***** possible triggers *****
I do know that in the case of the kids who do run away or tell - it is most often because they come from strong loving families where they feel safe with telling of the things that were done to them - they have parents who taught them what things are wrong for anyone to do to their bodies.
In a long survivor story I wrote over some months in T I start out by saying that mine is the story that should never have happened. We were that strong loving family that TJ Jeff talks about; I knew I was loved and I felt special and important. I had already gone to my Dad with several things an he had helped me a lot.
But CSA is a different sort of challenge. The advance being made on the boy is so personal, and the skills of the abuser so great, that I just can't imagine how any boy could effectively defend himself. The day the abuser started on me I was alone with him in his home and cornered in his son's bedroom. He had sent me up there to get something, and I turned around and there he is standing there in his baggy old boxers and clearly aroused. He told me to take off my trousers, so I did it.

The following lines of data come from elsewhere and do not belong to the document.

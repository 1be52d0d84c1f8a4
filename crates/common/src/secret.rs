//! Secret wrapper for sensitive values
//!
//! Portal passwords, bearer tokens and anti-forgery tokens all travel in a
//! `Secret` so they never show up in `Debug` output or structured logs.

use std::fmt;
use std::path::Path;

use zeroize::Zeroize;

use crate::error::{Error, Result};

/// Sensitive value - redacted in Debug/Display/logs
pub struct Secret<T: Zeroize>(T);

impl<T: Zeroize> Secret<T> {
    /// Create a new secret value
    pub fn new(value: T) -> Self {
        Self(value)
    }

    /// Expose the inner value (use sparingly)
    pub fn expose(&self) -> &T {
        &self.0
    }
}

impl Secret<String> {
    /// Resolve a secret from an environment variable or a file.
    ///
    /// The environment variable wins when both are given. File contents are
    /// trimmed; an empty file counts as missing.
    pub fn resolve(env_var: Option<&str>, file: Option<&Path>) -> Result<Self> {
        if let Some(name) = env_var
            && let Ok(value) = std::env::var(name)
            && !value.trim().is_empty()
        {
            return Ok(Self::new(value.trim().to_owned()));
        }

        if let Some(path) = file {
            let contents = std::fs::read_to_string(path).map_err(|e| {
                Error::Secret(format!("failed to read {}: {e}", path.display()))
            })?;
            let value = contents.trim().to_owned();
            if !value.is_empty() {
                return Ok(Self::new(value));
            }
            return Err(Error::Secret(format!("{} is empty", path.display())));
        }

        match env_var {
            Some(name) => Err(Error::Secret(format!("{name} is not set"))),
            None => Err(Error::Secret("no environment variable or file given".into())),
        }
    }
}

impl From<String> for Secret<String> {
    fn from(value: String) -> Self {
        Self::new(value)
    }
}

impl<T: Zeroize> fmt::Debug for Secret<T> {
    fn fmt(&self, f: &mut fmt::Formatter<'_>) -> fmt::Result {
        write!(f, "[REDACTED]")
    }
}

impl<T: Zeroize> fmt::Display for Secret<T> {
    fn fmt(&self, f: &mut fmt::Formatter<'_>) -> fmt::Result {
        write!(f, "[REDACTED]")
    }
}

impl<T: Zeroize> Drop for Secret<T> {
    fn drop(&mut self) {
        self.0.zeroize();
    }
}

impl<T: Zeroize + Clone> Clone for Secret<T> {
    fn clone(&self) -> Self {
        Self(self.0.clone())
    }
}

Does that mean I "allowed" what happened next, and for the next five years? I was 10 years old and he was 51. I was trapped in that room and I was scared and confused. He was an adult I knew and trusted; I didn't like what he was telling me to do, but I didn't think of options or choices - I just thought what does he want and I hope this is over with soon.
So far as I can see, no other boy in that situation would have ended any differently than I did. The proposition that it was up to me to somehow find a way to "disallow" him to harm me, otherwise I stand guilty of some "character flaw", just makes no sense at all to me, or for that matter, to any of the thousands of professionals who work on such problems as researchers or therapists.
When we say it can never be the boy's fault, that's not an argument from a position of vested interest. It's a fact.